Cuestión de tamaño... y de dejadez
Los viajes de Gulliver era una elección obvia a la hora de pensar en algo para procesar en esa máquina de contraponer tamaños que es el formato tridimensional. Pero es posible que en el futuro esta nueva versión de cinematográfica de la serie de novelas de Jonathan Swift sea recordada, más que como “la Gulliver en 3D”, como “la Gulliver de Jack Black”. Eso, en caso de que sea recordada. Esta es la segunda ocasión, después de King Kong, en que el actor de Escuela de rock debe afrontar cuestiones de escala. Y Black repite aquí el que a esta altura da toda la sensación de ser su monopersonaje: el del adolescente crecido, que supo hallar en el rock la razón de su vida y se lo aúlla al mundo, con gestos y sobreagudos dignos de Angus Young.
Al ser uno de los guionistas Joe Stillman (histórico de Beavis & Butthead y de Shrek), no llama la atención que Lemuel Gulliver no sea aquí un ex cirujano del siglo XVIII, sino un oscuro empleado de The New York Tribune, en la más crasa actualidad. Enterrado en la sección Correspondencia, con tal de hacer contacto con la soñada editora de Turismo (esa linda por definición que es Amanda Peet), Lemuel hace lo que cualquier periodista de raza: acepta una nota sin tener idea de cómo escribirla. El problema es que la resuelve apelando al más estricto copy & paste. Alucinada con los talentos del farsante, la chica lo premia con una nota en Bermudas. A la altura del Triángulo, el yatecito de alquiler de Lemuel (temerariamente llamado Titanic) se extravía, el muchacho es arrastrado por un tornado y pierde el conocimiento. Cuando lo recupere, estará tendido en una playa y atado de pies a cabeza, con un ejército de liliputienses sobre él.
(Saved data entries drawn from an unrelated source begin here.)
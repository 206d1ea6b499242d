//! HTTP server configuration

use serde::Deserialize;
use std::net::SocketAddr;
use std::time::Duration;

use super::error::ValidationError;

/// HTTP server configuration
#[derive(Debug, Clone, Deserialize)]
pub struct ServerConfig {
    /// Host address to bind to
    #[serde(default = "default_host")]
    pub host: String,

    /// Port to listen on
    #[serde(default = "default_port")]
    pub port: u16,

    /// Deployment environment
    #[serde(default)]
    pub environment: Environment,

    /// `tracing` filter directive, used when `RUST_LOG` is unset
    #[serde(default = "default_log_level")]
    pub log_level: String,

    /// Whole-request timeout in seconds. Validation rejects values that do
    /// not exceed the worst-case Langflow run (every attempt plus backoff).
    #[serde(default = "default_request_timeout")]
    pub request_timeout_secs: u64,

    /// Allowed CORS origins (comma-separated). Any origin when unset.
    pub cors_origins: Option<String>,
}

/// Deployment environment
#[derive(Debug, Clone, Copy, Deserialize, PartialEq, Eq, Default)]
#[serde(rename_all = "lowercase")]
pub enum Environment {
    #[default]
    Development,
    Staging,
    Production,
}

impl ServerConfig {
    /// Socket address to bind to.
    pub fn socket_addr(&self) -> Result<SocketAddr, ValidationError> {
        format!("{}:{}", self.host, self.port)
            .parse()
            .map_err(|_| ValidationError::InvalidHost(self.host.clone()))
    }

    pub fn request_timeout(&self) -> Duration {
        Duration::from_secs(self.request_timeout_secs)
    }

    pub fn is_production(&self) -> bool {
        self.environment == Environment::Production
    }

    /// CORS origins as a list, blanks skipped.
    pub fn cors_origins_list(&self) -> Vec<String> {
        self.cors_origins
            .as_deref()
            .map(|s| {
                s.split(',')
                    .map(str::trim)
                    .filter(|s| !s.is_empty())
                    .map(String::from)
                    .collect()
            })
            .unwrap_or_default()
    }

    pub fn validate(&self) -> Result<(), ValidationError> {
        if self.port == 0 {
            return Err(ValidationError::InvalidPort);
        }
        // Langflow runs can take minutes; cap at fifteen.
        if self.request_timeout_secs == 0 || self.request_timeout_secs > 900 {
            return Err(ValidationError::InvalidTimeout);
        }
        self.socket_addr()?;
        Ok(())
    }
}

impl Default for ServerConfig {
    fn default() -> Self {
        Self {
            host: default_host(),
            port: default_port(),
            environment: Environment::default(),
            log_level: default_log_level(),
            request_timeout_secs: default_request_timeout(),
            cors_origins: None,
        }
    }
}

fn default_host() -> String {
    "0.0.0.0".to_string()
}

fn default_port() -> u16 {
    8080
}

fn default_log_level() -> String {
    "info,langflow_relay=debug,tower_http=info".to_string()
}

fn default_request_timeout() -> u64 {
    600
}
Apuntada en primera instancia al público infantil, esta nueva versión de Gulliver apela sobre todo al anacronismo a la hora de resolver la coexistencia entre el tipo del siglo XX y el mundo posmedieval de soldaditos al que ha ido a parar, lleno de intrigas palaciegas, generales conspirativos y guerras entre reinos. Al más puro estilo Shrek 2 y Shrek 3, la pereza impera a la hora de construir ese mundo, limitándose a dar de él un borrador elemental y poniendo toda la pólvora en chistes esporádicos y ocurrencias circunstanciales. Hay un incendio y el gigante lo apaga orinando; a la mañana, dos liliputienses llenan su cafetera eléctrica, paleando granos de café como si fuera carbón. Y así.
En medio de esa dejadez, tres grandes escenas. En una de ellas, suerte de bonus track de Escuela de rock, Gulliver le enseña a un plebeyo (el inane Jason Siegel) a seducir a la princesa (desabrida Emily Blunt), haciéndole repetir la letra de “Kiss”, de Prince. Otra roza la genialidad, pero la deja ir: en un escenario que remeda una pantalla de tele, Gulliver se hace representar sus películas favoritas (La guerra de las galaxias, Titanic), haciéndoles creer a sus anfitriones que esas proezas son su vida. Finalmente, la gran escena en la que los tamaños se invierten y el gigante, ahora pequeño, es usado (vejado) como muñeca por una siniestra niña rubia. Pero es tanta la indiscriminación que dichos hallazgos se ponen en pie de igualdad con la infeliz idea de recrear esa tontería llamada Transformers.